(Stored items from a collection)
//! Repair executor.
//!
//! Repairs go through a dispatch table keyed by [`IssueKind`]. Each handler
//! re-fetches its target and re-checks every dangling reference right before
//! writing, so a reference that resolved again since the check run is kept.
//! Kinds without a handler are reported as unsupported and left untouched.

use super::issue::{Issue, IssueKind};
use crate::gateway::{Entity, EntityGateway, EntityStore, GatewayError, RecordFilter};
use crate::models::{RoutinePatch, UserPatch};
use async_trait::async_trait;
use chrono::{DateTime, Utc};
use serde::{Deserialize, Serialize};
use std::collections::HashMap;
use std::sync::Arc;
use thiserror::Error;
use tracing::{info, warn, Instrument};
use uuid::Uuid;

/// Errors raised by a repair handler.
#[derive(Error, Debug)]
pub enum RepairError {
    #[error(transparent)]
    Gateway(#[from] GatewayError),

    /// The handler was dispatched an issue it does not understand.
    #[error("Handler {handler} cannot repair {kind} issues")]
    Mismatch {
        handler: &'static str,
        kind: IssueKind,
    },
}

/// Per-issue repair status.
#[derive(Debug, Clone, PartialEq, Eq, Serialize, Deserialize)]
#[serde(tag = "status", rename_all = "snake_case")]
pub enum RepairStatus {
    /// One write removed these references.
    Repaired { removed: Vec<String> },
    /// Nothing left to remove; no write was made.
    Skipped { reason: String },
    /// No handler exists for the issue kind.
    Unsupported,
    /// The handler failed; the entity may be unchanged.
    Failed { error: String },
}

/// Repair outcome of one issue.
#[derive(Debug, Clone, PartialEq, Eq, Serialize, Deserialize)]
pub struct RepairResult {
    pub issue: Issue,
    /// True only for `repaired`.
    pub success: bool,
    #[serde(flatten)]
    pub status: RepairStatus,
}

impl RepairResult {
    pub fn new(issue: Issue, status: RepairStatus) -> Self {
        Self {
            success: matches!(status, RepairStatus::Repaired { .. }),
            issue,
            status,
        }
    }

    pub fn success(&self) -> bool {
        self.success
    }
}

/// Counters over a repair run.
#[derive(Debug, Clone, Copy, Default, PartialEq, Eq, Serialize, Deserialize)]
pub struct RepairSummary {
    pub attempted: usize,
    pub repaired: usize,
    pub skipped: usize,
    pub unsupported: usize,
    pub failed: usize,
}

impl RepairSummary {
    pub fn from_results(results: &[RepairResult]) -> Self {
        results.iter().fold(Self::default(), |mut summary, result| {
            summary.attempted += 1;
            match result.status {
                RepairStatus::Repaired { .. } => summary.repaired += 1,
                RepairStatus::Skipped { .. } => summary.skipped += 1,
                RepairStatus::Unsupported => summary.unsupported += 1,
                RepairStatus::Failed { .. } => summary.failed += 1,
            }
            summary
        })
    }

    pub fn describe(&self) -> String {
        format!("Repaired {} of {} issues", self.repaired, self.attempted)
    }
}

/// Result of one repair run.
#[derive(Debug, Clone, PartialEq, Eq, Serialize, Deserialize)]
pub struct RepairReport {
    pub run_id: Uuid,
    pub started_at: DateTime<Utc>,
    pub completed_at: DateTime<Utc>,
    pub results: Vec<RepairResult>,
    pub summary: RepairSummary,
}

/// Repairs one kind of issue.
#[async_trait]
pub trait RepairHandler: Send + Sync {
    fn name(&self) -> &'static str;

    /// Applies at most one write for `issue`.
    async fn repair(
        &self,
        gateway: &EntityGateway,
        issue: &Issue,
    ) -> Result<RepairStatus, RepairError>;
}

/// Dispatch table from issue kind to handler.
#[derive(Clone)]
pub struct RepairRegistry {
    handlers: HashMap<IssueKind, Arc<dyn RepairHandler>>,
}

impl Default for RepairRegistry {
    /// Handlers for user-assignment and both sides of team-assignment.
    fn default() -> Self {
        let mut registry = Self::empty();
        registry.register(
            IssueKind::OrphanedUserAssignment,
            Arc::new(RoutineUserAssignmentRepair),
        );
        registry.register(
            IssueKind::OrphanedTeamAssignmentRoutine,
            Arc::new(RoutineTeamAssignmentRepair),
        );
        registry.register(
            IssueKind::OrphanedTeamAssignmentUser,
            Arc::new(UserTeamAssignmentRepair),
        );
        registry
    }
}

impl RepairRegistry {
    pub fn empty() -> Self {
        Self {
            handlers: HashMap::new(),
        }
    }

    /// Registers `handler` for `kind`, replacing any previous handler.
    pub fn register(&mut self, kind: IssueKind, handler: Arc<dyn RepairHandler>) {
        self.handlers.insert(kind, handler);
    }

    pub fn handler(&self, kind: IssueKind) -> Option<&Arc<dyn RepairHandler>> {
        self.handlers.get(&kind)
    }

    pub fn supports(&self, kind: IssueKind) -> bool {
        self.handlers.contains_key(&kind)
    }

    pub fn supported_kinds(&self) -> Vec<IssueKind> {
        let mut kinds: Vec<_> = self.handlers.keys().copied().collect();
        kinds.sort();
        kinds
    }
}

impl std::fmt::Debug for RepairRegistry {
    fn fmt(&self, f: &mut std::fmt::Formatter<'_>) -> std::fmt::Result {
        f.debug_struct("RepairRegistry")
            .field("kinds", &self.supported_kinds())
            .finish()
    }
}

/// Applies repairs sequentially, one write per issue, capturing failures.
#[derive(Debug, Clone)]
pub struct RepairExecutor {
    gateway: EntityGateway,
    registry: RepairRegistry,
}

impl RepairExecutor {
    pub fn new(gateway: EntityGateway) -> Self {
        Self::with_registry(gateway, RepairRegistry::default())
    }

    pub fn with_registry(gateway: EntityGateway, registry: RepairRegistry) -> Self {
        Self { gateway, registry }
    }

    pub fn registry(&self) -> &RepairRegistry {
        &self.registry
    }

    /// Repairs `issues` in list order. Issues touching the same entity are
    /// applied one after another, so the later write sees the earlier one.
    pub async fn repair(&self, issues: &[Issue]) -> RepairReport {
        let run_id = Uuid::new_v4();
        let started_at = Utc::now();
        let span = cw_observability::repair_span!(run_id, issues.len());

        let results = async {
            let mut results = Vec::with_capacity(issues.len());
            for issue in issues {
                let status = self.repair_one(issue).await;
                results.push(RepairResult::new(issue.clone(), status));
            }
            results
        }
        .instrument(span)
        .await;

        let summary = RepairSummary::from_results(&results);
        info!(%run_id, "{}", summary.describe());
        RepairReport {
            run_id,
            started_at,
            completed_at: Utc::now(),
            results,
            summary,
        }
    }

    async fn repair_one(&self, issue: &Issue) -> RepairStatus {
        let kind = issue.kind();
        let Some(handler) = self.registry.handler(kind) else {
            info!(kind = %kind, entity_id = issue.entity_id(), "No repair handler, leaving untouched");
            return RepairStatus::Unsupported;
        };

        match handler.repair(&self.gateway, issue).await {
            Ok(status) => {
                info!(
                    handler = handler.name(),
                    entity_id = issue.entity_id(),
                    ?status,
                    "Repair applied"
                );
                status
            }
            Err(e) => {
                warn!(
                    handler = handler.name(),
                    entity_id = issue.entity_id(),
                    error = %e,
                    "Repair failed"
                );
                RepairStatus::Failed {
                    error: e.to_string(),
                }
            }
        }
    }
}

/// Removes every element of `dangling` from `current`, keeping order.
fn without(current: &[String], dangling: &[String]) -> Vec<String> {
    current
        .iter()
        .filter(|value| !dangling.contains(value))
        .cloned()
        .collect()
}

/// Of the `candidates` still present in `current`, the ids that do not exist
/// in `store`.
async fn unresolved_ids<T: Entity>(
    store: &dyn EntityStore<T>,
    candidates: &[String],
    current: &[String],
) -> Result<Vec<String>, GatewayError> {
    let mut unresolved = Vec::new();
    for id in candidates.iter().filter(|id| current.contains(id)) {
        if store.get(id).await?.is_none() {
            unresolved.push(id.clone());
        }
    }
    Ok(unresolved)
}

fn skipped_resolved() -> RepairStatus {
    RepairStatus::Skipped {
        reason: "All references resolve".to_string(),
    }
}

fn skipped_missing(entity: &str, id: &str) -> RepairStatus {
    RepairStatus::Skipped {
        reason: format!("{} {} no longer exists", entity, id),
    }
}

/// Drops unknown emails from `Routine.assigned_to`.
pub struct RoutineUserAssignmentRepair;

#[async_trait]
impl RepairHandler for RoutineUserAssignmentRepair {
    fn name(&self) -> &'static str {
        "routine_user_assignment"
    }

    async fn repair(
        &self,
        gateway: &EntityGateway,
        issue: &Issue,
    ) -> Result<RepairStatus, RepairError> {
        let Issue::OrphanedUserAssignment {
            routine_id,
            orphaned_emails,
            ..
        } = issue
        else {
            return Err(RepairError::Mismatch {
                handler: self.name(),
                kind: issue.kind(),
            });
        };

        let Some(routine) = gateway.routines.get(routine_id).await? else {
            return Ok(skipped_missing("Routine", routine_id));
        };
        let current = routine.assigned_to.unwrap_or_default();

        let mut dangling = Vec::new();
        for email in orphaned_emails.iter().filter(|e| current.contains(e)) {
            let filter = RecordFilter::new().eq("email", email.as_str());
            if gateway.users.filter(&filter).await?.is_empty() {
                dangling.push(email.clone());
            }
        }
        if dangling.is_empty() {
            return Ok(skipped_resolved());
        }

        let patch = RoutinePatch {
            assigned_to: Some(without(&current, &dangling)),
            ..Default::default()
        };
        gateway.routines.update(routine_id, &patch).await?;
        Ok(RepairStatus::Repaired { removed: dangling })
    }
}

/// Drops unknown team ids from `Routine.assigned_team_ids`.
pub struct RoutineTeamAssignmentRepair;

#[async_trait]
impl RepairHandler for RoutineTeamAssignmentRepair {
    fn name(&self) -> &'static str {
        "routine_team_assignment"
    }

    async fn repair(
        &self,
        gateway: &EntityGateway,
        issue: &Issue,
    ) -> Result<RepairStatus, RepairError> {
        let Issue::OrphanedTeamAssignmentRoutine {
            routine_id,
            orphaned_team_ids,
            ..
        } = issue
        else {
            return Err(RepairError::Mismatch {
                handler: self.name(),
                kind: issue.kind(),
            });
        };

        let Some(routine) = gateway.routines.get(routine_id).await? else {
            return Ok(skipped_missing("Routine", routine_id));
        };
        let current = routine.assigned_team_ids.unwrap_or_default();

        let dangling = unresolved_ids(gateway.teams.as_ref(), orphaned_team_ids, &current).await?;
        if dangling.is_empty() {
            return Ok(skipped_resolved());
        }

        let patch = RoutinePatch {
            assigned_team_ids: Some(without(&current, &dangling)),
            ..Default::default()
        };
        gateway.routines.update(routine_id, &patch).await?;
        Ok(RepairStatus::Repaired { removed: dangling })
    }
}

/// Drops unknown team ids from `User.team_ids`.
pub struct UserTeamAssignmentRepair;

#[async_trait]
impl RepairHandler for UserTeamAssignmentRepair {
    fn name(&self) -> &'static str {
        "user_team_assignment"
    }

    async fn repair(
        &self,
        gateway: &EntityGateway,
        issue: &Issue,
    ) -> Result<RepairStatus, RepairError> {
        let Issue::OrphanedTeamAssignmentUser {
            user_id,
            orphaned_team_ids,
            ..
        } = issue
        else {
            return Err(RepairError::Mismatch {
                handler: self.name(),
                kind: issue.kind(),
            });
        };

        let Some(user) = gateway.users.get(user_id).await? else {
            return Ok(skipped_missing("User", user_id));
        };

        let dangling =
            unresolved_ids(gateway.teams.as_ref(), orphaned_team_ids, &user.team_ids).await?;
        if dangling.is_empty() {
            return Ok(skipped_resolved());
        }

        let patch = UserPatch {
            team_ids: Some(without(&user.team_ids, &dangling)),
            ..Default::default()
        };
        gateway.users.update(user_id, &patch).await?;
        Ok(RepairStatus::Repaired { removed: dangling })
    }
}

...

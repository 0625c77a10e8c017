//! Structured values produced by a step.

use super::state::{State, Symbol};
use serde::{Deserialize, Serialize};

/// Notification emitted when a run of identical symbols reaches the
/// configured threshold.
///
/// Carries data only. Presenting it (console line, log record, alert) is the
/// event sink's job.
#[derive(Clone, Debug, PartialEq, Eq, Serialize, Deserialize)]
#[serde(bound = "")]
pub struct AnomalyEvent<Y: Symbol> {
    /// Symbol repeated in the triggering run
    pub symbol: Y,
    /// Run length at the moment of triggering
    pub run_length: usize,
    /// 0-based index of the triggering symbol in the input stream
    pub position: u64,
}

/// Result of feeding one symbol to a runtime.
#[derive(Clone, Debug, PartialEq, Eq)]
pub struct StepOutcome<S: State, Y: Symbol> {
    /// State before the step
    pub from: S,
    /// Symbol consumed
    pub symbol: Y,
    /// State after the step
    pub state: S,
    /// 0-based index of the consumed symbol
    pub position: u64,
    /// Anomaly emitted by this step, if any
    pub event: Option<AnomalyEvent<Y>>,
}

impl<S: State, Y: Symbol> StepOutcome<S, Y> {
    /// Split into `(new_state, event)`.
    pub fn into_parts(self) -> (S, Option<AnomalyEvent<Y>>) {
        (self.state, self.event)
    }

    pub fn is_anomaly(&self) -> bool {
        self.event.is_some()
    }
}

# [Task item]
Return every line from the entries that holds the string "Applies".

# [Task result]
    /// Applies at most one write for `issue`.
/// Applies repairs sequentially, one write per issue, capturing failures.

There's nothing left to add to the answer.